Running on the beach has many benefits—the softer surface means less impact to joints and improved core stability—but those used to hitting the pavement or treadmill should manage their expectations. “Heading out for your typical 5K run along the beach on the first day of vacation can lead to injury, particularly in your calves and ankles, because your legs and feet aren’t accustomed to the challenges of running on the softer sand,” say Sapper and Reichmann. They suggest walking on the beach for the first few days of vacation before gradually transitioning from shorter beach runs (no more than ten to fifteen minutes) to longer runs.

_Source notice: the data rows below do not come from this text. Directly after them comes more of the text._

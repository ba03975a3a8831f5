use std::{
    any::Any, error::Error, future::Future, pin::Pin, sync::Arc,
    thread::JoinHandle as ThreadJoinHandle,
};

use tokio::{runtime, task::JoinHandle};

use crate::observer::Observer;

/// A trait for types that can be subscribed to, allowing consumers to receive
/// values emitted by a push stream.
pub trait Subscribeable {
    /// The type of items emitted by the stream.
    type ObsType;

    /// Subscribes to the stream and specifies how to handle emitted values.
    ///
    /// The returned `Subscription` allows the subscriber to stop receiving
    /// emissions and release resources held by the stream.
    fn subscribe(&mut self, s: Subscriber<Self::ObsType>) -> Subscription;
}

/// A trait for types that can be unsubscribed, allowing the clean release of resources
/// associated with a subscription.
pub trait Unsubscribeable {
    /// Unsubscribes from a subscription and releases associated resources.
    ///
    /// The `Subscription` instance that this method is called on is consumed, making it
    /// unusable after the `unsubscribe` operation.
    fn unsubscribe(self);
}

type NextFn<T> = Box<dyn FnMut(T) + Send>;
type CompleteFn = Box<dyn FnMut() + Send>;
type ErrorFn = Box<dyn FnMut(Arc<dyn Error + Send + Sync>) + Send>;

/// A type that acts as an observer, allowing users to handle emitted values, errors,
/// and completion when subscribing to an `Observable`, a `Flowable` or a `Subject`.
///
/// A `Subscriber` delivers at most one terminal event. Anything pushed into it
/// after `complete` or `error` is dropped.
pub struct Subscriber<NextFnType> {
    next_fn: NextFn<NextFnType>,
    complete_fn: Option<CompleteFn>,
    error_fn: Option<ErrorFn>,
    completed: bool,
    errored: bool,
}

impl<NextFnType> Subscriber<NextFnType> {
    /// Creates a new `Subscriber` instance with custom handling functions for emitted
    /// values, errors, and completion.
    pub fn new(
        next_fn: impl FnMut(NextFnType) + 'static + Send,
        error_fn: impl FnMut(Arc<dyn Error + Send + Sync>) + 'static + Send,
        complete_fn: impl FnMut() + 'static + Send,
    ) -> Self {
        Subscriber {
            next_fn: Box::new(next_fn),
            complete_fn: Some(Box::new(complete_fn)),
            error_fn: Some(Box::new(error_fn)),
            completed: false,
            errored: false,
        }
    }

    /// Create a new Subscriber with the provided `next` function.
    ///
    /// The `next` closure is called when the stream emits a new item.
    pub fn on_next(next_fn: impl FnMut(NextFnType) + 'static + Send) -> Self {
        Subscriber {
            next_fn: Box::new(next_fn),
            complete_fn: None,
            error_fn: None,
            completed: false,
            errored: false,
        }
    }

    /// Set the completion function for the Subscriber.
    pub fn on_complete(&mut self, complete_fn: impl FnMut() + 'static + Send) {
        self.complete_fn = Some(Box::new(complete_fn));
    }

    /// Set the error-handling function for the Subscriber.
    pub fn on_error(
        &mut self,
        error_fn: impl FnMut(Arc<dyn Error + Send + Sync>) + 'static + Send,
    ) {
        self.error_fn = Some(Box::new(error_fn));
    }

    /// Returns `true` once `complete` or `error` has been delivered.
    #[must_use]
    pub fn is_terminated(&self) -> bool {
        self.completed || self.errored
    }
}

impl<T> Observer for Subscriber<T> {
    type NextFnType = T;

    fn next(&mut self, v: Self::NextFnType) {
        if self.is_terminated() {
            return;
        }
        (self.next_fn)(v);
    }

    fn complete(&mut self) {
        if self.is_terminated() {
            return;
        }
        self.completed = true;
        if let Some(cfn) = &mut self.complete_fn {
            (cfn)();
        }
    }

    fn error(&mut self, observable_error: Arc<dyn Error + Send + Sync>) {
        if self.is_terminated() {
            return;
        }
        self.errored = true;
        if let Some(efn) = &mut self.error_fn {
            (efn)(observable_error);
        }
    }
}

/// Enumeration representing different types of handles used to await
/// asynchronous producers.
pub enum SubscriptionHandle {
    /// No specific handle for task or thread awaiting.
    Nil,

    /// Holds a join handle for awaiting an asynchronous producer using Tokio task.
    JoinTask(JoinHandle<()>),

    /// Holds a join handle for awaiting an asynchronous producer using OS thread.
    JoinThread(ThreadJoinHandle<()>),
}

impl SubscriptionHandle {
    pub(crate) fn take(&mut self) -> SubscriptionHandle {
        std::mem::replace(self, SubscriptionHandle::Nil)
    }
}

/// Represents a subscription to a stream, allowing control over the subscription.
///
/// When a stream is subscribed to it returns a `Subscription`. It is used to
/// unsubscribe and to await producers that run on `Tokio` tasks or OS threads.
pub struct Subscription {
    pub(crate) unsubscribe_logic: UnsubscribeLogic,
    pub(crate) subscription_future: SubscriptionHandle,
    pub(crate) runtime_handle: Result<runtime::Handle, runtime::TryCurrentError>,
}

impl Subscription {
    /// Creates a new Subscription instance with the specified unsubscribe logic and
    /// subscription handle.
    ///
    /// See [`UnsubscribeLogic`] and [`SubscriptionHandle`] for the available
    /// strategies.
    ///
    /// [`UnsubscribeLogic`]: enum.UnsubscribeLogic.html
    /// [`SubscriptionHandle`]: enum.SubscriptionHandle.html
    #[must_use]
    pub fn new(
        unsubscribe_logic: UnsubscribeLogic,
        subscription_future: SubscriptionHandle,
    ) -> Self {
        let runtime_handle = tokio::runtime::Handle::try_current();
        Subscription {
            unsubscribe_logic,
            subscription_future,
            runtime_handle,
        }
    }

    /// Awaits the completion of the asynchronous task or thread associated with
    /// this subscription.
    ///
    /// # Errors
    ///
    /// Returns an error if joining a thread or awaiting a task used by the
    /// producer fails.
    pub async fn join_concurrent(self) -> Result<(), Box<dyn Any + Send>> {
        match self.subscription_future {
            SubscriptionHandle::JoinTask(task_handle) => {
                let r = task_handle.await;
                r.map_err(|e| Box::new(e) as Box<dyn Any + Send>)
            }
            SubscriptionHandle::JoinThread(thread_handle) => thread_handle.join(),
            SubscriptionHandle::Nil => Ok(()),
        }
    }

    /// Blocks until the OS thread associated with this subscription finishes.
    ///
    /// A `Tokio` task handle cannot be joined synchronously; use
    /// `join_concurrent().await` for those. Joining one here returns an error.
    ///
    /// # Errors
    ///
    /// Returns an error if the joined thread panicked or the handle belongs to
    /// a `Tokio` task.
    pub fn join(self) -> Result<(), Box<dyn Any + Send>> {
        match self.subscription_future {
            SubscriptionHandle::JoinThread(thread_handle) => thread_handle.join(),
            SubscriptionHandle::Nil => Ok(()),
            SubscriptionHandle::JoinTask(_) => Err(Box::new(
                "subscription is backed by a Tokio task, use `join_concurrent().await`",
            )),
        }
    }
}

impl Unsubscribeable for Subscription {
    fn unsubscribe(self) {
        self.unsubscribe_logic.unsubscribe(self.runtime_handle);
    }
}

/// Enumerates various unsubscribe logic options for a subscription.
pub enum UnsubscribeLogic {
    /// No specific unsubscribe logic.
    Nil,

    /// If one subscription depends on another. Wrapped subscription's unsubscribe
    /// will be called upon unsubscribing.
    Wrapped(Box<Subscription>),

    /// Unsubscribe logic defined by a function.
    Logic(Box<dyn FnOnce() + Send>),

    /// Asynchronous unsubscribe logic represented by a future. Use if you need to
    /// spawn `Tokio` tasks or `.await` as a part of the unsubscribe logic.
    Future(Pin<Box<dyn Future<Output = ()> + Send>>),
}

impl UnsubscribeLogic {
    fn unsubscribe(self, runtime_handle: Result<runtime::Handle, runtime::TryCurrentError>) {
        match self {
            UnsubscribeLogic::Nil => (),
            UnsubscribeLogic::Logic(fnc) => fnc(),
            UnsubscribeLogic::Wrapped(subscription) => subscription.unsubscribe(),
            UnsubscribeLogic::Future(future) => match runtime_handle {
                Ok(handle) => {
                    handle.spawn(future);
                }
                Err(e) => {
                    tracing::warn!(
                        error = %e,
                        "asynchronous unsubscribe logic dropped outside of a Tokio runtime"
                    );
                }
            },
        }
    }
}
use serde::{Deserialize, Serialize};

/// A single health facility from the source dataset.
///
/// Field names serialize to the dataset's own (shapefile-truncated) headers,
/// so a CSV export of facilities can be loaded again as a dataset.
#[derive(Debug, PartialEq, Clone, Serialize, Deserialize)]
pub struct Facility {
    #[serde(rename = "Facility_N")]
    pub name: String,
    #[serde(rename = "Type")]
    pub facility_type: String,
    #[serde(rename = "Owner")]
    pub owner: String,
    #[serde(rename = "County")]
    pub county: String,
    #[serde(rename = "Sub_County")]
    pub sub_county: String,
    #[serde(rename = "Constituen")]
    pub constituency: String,
    #[serde(rename = "Nearest_To")]
    pub nearest_town: String,
    /// Latitude in decimal degrees
    #[serde(rename = "Latitude")]
    pub latitude: f64,
    /// Longitude in decimal degrees
    #[serde(rename = "Longitude")]
    pub longitude: f64,
    #[serde(rename = "Division")]
    pub division: Option<String>,
    #[serde(rename = "Location")]
    pub location: Option<String>,
    #[serde(rename = "Sub_Locati")]
    pub sub_location: Option<String>,
}

impl Facility {
    /// True when both coordinates are usable for placing a map marker.
    pub fn has_coordinates(&self) -> bool {
        self.latitude.is_finite() && self.longitude.is_finite()
    }
}

#[cfg(test)]
mod tests {
    use super::Facility;

    fn kenyatta() -> Facility {
        Facility {
            name: "Kenyatta National Hospital".to_string(),
            facility_type: "National Referral Hospital".to_string(),
            owner: "Ministry of Health".to_string(),
            county: "Nairobi".to_string(),
            sub_county: "Dagoretti North".to_string(),
            constituency: "Dagoretti North".to_string(),
            nearest_town: "Nairobi".to_string(),
            latitude: -1.3010,
            longitude: 36.8065,
            division: None,
            location: None,
            sub_location: None,
        }
    }

    #[test]
    fn test_has_coordinates() {
        let mut facility = kenyatta();
        assert!(facility.has_coordinates());

        facility.latitude = f64::NAN;
        assert!(!facility.has_coordinates());

        facility.latitude = -1.3;
        facility.longitude = f64::INFINITY;
        assert!(!facility.has_coordinates());
    }

    #[test]
    fn test_serializes_with_dataset_headers() {
        let mut wtr = csv::Writer::from_writer(vec![]);
        wtr.serialize(kenyatta()).unwrap();
        let data = String::from_utf8(wtr.into_inner().unwrap()).unwrap();
        let header = data.lines().next().unwrap();
        assert_eq!(
            header,
            "Facility_N,Type,Owner,County,Sub_County,Constituen,Nearest_To,Latitude,Longitude,Division,Location,Sub_Locati"
        );
    }
}
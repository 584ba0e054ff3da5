//! Facility type → display color assignment.
//!
//! Colors come from the 20-entry "tab20" categorical palette. Types are sorted
//! before assignment, so the mapping depends only on the *set* of types, not on
//! the order they were discovered in. With more than 20 types colors wrap
//! around and repeat; uniqueness beyond the palette size is not guaranteed.

use serde::Serialize;
use std::collections::{BTreeMap, BTreeSet};

/// The "tab20" categorical palette.
pub const PALETTE: [&str; 20] = [
    "#1f77b4", "#aec7e8", "#ff7f0e", "#ffbb78", "#2ca02c", "#98df8a", "#d62728", "#ff9896",
    "#9467bd", "#c5b0d5", "#8c564b", "#c49c94", "#e377c2", "#f7b6d2", "#7f7f7f", "#c7c7c7",
    "#bcbd22", "#dbdb8d", "#17becf", "#9edae5",
];

/// Color used for a type that is not in the map.
pub const FALLBACK_COLOR: &str = "#3186cc";

/// Total mapping from every known facility type to a hex color.
#[derive(Debug, Clone, PartialEq, Eq, Default, Serialize)]
#[serde(transparent)]
pub struct TypeColorMap(BTreeMap<String, String>);

impl TypeColorMap {
    /// Assign colors to a set of facility types.
    ///
    /// Duplicates are ignored and input order does not matter.
    pub fn assign<I, S>(types: I) -> Self
    where
        I: IntoIterator<Item = S>,
        S: AsRef<str>,
    {
        let sorted: BTreeSet<String> = types
            .into_iter()
            .map(|t| t.as_ref().to_string())
            .collect();
        let map = sorted
            .into_iter()
            .enumerate()
            .map(|(i, t)| (t, PALETTE[i % PALETTE.len()].to_string()))
            .collect();
        Self(map)
    }

    /// Color for `facility_type`, or [`FALLBACK_COLOR`] for an unknown type.
    pub fn color_for(&self, facility_type: &str) -> &str {
        self.0
            .get(facility_type)
            .map(String::as_str)
            .unwrap_or(FALLBACK_COLOR)
    }

    /// (type, color) pairs sorted by type.
    pub fn iter(&self) -> impl Iterator<Item = (&str, &str)> {
        self.0.iter().map(|(t, c)| (t.as_str(), c.as_str()))
    }

    pub fn len(&self) -> usize {
        self.0.len()
    }

    pub fn is_empty(&self) -> bool {
        self.0.is_empty()
    }
}
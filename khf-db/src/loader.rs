//! CSV loading for the facility table.
//!
//! The source file is the public Kenya healthcare facilities extract, whose
//! headers are shapefile-truncated (`Facility_N`, `Constituen`, ...). Long
//! header names are accepted too, see
//! [`FacilityColumn::header_names`](khf_facility::FacilityColumn::header_names).
//!
//! # CSV Format
//!
//! ```text
//! Facility_N,Type,Owner,County,Sub_County,Constituen,Nearest_To,Latitude,Longitude[,Division,Location,Sub_Locati]
//! Mbagathi District Hospital,District Hospital,Ministry of Health,Nairobi,Dagoretti,Dagoretti,Nairobi,-1.3087,36.8027
//! ```
//!
//! Fields are decoded as UTF-8 when valid and as ISO-8859-1 otherwise, so
//! legacy single-byte exports load without errors.

use crate::models::LoadReport;
use crate::{DataLoadError, Database};
use csv::ByteRecord;
use flate2::read::MultiGzDecoder;
use khf_facility::FacilityColumn;
use rusqlite::params;
use std::borrow::Cow;
use std::collections::BTreeMap;
use std::io::Read;

const LATITUDE_HEADER: &str = "Latitude";
const LONGITUDE_HEADER: &str = "Longitude";
const PARQUET_MAGIC: &[u8] = b"PAR1";

impl Database {
    /// Load facilities from CSV bytes (plain or gzipped).
    ///
    /// Rows whose Latitude or Longitude is empty, non-numeric or non-finite
    /// are skipped and counted in the returned [`LoadReport`]. All inserts
    /// happen in one transaction, so on error the table is left unchanged.
    pub(crate) fn load_facilities(&self, data: &[u8]) -> Result<LoadReport, DataLoadError> {
        let data = decompress_if_gzipped(data)?;
        if data.starts_with(PARQUET_MAGIC) {
            return Err(DataLoadError::UnsupportedFormat("Parquet"));
        }
        let mut rdr = csv::ReaderBuilder::new()
            .has_headers(true)
            .flexible(true)
            .from_reader(data.as_ref());

        let layout = ColumnLayout::resolve(rdr.byte_headers()?)?;

        let mut conn = self.conn.lock();
        let tx = conn.transaction()?;
        let mut loaded = 0u64;
        let mut skipped = 0u64;
        {
            let mut stmt = tx.prepare(
                "INSERT INTO facilities
                 (name, facility_type, owner, county, sub_county, constituency, nearest_town,
                  latitude, longitude, division, location, sub_location)
                 VALUES (?1, ?2, ?3, ?4, ?5, ?6, ?7, ?8, ?9, ?10, ?11, ?12)",
            )?;

            for result in rdr.byte_records() {
                let r = result?;
                let (latitude, longitude) = match (
                    coordinate(&r, layout.latitude),
                    coordinate(&r, layout.longitude),
                ) {
                    (Some(lat), Some(lon)) => (lat, lon),
                    _ => {
                        skipped += 1;
                        continue;
                    }
                };

                stmt.execute(params![
                    layout.text(&r, FacilityColumn::Name),
                    layout.text(&r, FacilityColumn::Type),
                    layout.text(&r, FacilityColumn::Owner),
                    layout.text(&r, FacilityColumn::County),
                    layout.text(&r, FacilityColumn::SubCounty),
                    layout.text(&r, FacilityColumn::Constituency),
                    layout.text(&r, FacilityColumn::NearestTown),
                    latitude,
                    longitude,
                    layout.text(&r, FacilityColumn::Division),
                    layout.text(&r, FacilityColumn::Location),
                    layout.text(&r, FacilityColumn::SubLocation),
                ])?;
                loaded += 1;
            }
        }
        tx.commit()?;

        log::info!(
            "loader: Loaded {} facilities, skipped {} without valid coordinates",
            loaded,
            skipped
        );
        Ok(LoadReport { loaded, skipped })
    }
}

/// Header positions of every known column in one source file.
struct ColumnLayout {
    text: BTreeMap<FacilityColumn, usize>,
    latitude: usize,
    longitude: usize,
}

impl ColumnLayout {
    fn resolve(headers: &ByteRecord) -> Result<Self, DataLoadError> {
        let names: Vec<String> = headers
            .iter()
            .map(|h| decode_field(h).trim().to_string())
            .collect();
        let position = |aliases: &[&str]| {
            names
                .iter()
                .position(|name| aliases.iter().any(|alias| name == alias))
        };

        let mut text = BTreeMap::new();
        for column in FacilityColumn::ALL {
            match position(column.header_names()) {
                Some(idx) => {
                    text.insert(column, idx);
                }
                None if column.is_required() => {
                    return Err(DataLoadError::MissingColumn(column.to_string()));
                }
                None => {}
            }
        }

        let latitude = position(&[LATITUDE_HEADER])
            .ok_or_else(|| DataLoadError::MissingColumn(LATITUDE_HEADER.to_string()))?;
        let longitude = position(&[LONGITUDE_HEADER])
            .ok_or_else(|| DataLoadError::MissingColumn(LONGITUDE_HEADER.to_string()))?;

        Ok(Self {
            text,
            latitude,
            longitude,
        })
    }

    /// Trimmed text value, `None` when the column is absent or blank.
    fn text(&self, record: &ByteRecord, column: FacilityColumn) -> Option<String> {
        let idx = *self.text.get(&column)?;
        let value = decode_field(record.get(idx)?);
        let value = value.trim();
        if value.is_empty() {
            None
        } else {
            Some(value.to_string())
        }
    }
}

/// Parse a coordinate, treating anything non-numeric or non-finite as missing.
fn coordinate(record: &ByteRecord, idx: usize) -> Option<f64> {
    decode_field(record.get(idx)?)
        .trim()
        .parse::<f64>()
        .ok()
        .filter(|v| v.is_finite())
}

/// Decode a raw field as UTF-8, falling back to ISO-8859-1.
///
/// Every byte is a valid ISO-8859-1 code point, so this never fails.
fn decode_field(raw: &[u8]) -> Cow<'_, str> {
    match std::str::from_utf8(raw) {
        Ok(s) => Cow::Borrowed(s),
        Err(_) => Cow::Owned(raw.iter().map(|&b| char::from(b)).collect()),
    }
}

fn decompress_if_gzipped(data: &[u8]) -> Result<Cow<'_, [u8]>, DataLoadError> {
    const GZIP_MAGIC: [u8; 2] = [0x1f, 0x8b];
    if !data.starts_with(&GZIP_MAGIC) {
        return Ok(Cow::Borrowed(data));
    }
    let mut out = Vec::new();
    MultiGzDecoder::new(data)
        .read_to_end(&mut out)
        .map_err(DataLoadError::Decompression)?;
    log::info!(
        "loader: Decompressed {} bytes to {} bytes",
        data.len(),
        out.len()
    );
    Ok(Cow::Owned(out))
}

“Unless you are used to running barefoot, wear shoes,” they say, explaining that any changes from your typical routine and what your body is used to can cause injury if you don’t gradually transition. Shoes also protect from sharp objects in the stand (ever have a piece of buried driftwood jab the arch of your foot?). They suggest designating one pair of running shoes for just beach running.
Run on Packed Sand
The packed sand near the water provides more support than the softer, flatter sand toward the dunes (plus, it’s cooler by the water). Sapper and Reichmann advise switching direction, though, since the slope toward the water creates an imbalance in your body’s alignment that can cause injury if you only run in one direction the whole vacation.
Go by Feel
Nobody’s setting a PR at the beach. Running along the sand makes your core and legs work harder, so trying to keep up your typical pace puts more of a strain on your body, say Sapper and Reichmann. Plus, the heat can cause your body to work overtime, they say, which can make your heart rate spike if you try to hit your usual pace. Put the Garmin away and “go by feel,” aiming for a conversational pace.
Regardless of how far or how long you intend on going, bring water. Also, hydrate early. The American College of Sports Medicine recommends drinking around 17 ounces of cool fluid two hours before exercise, and then at regular intervals throughout as you sweat. Be sure to replenish afterward.
Wear Sweat-Proof Sunscreen
“Make sure you don’t spend the rest of your vacation wincing in pain from sunburn,” they say. Use a sunscreen that’s at least SPF 50 and is labelled water-resistant, meaning it’ll survive the ocean and sweat.
You’ve earned it. A dip in the cold ocean also promotes healing and prevents post-run soreness, say Sapper and Reichmann.
Just be sure to check that tide schedule beforehand.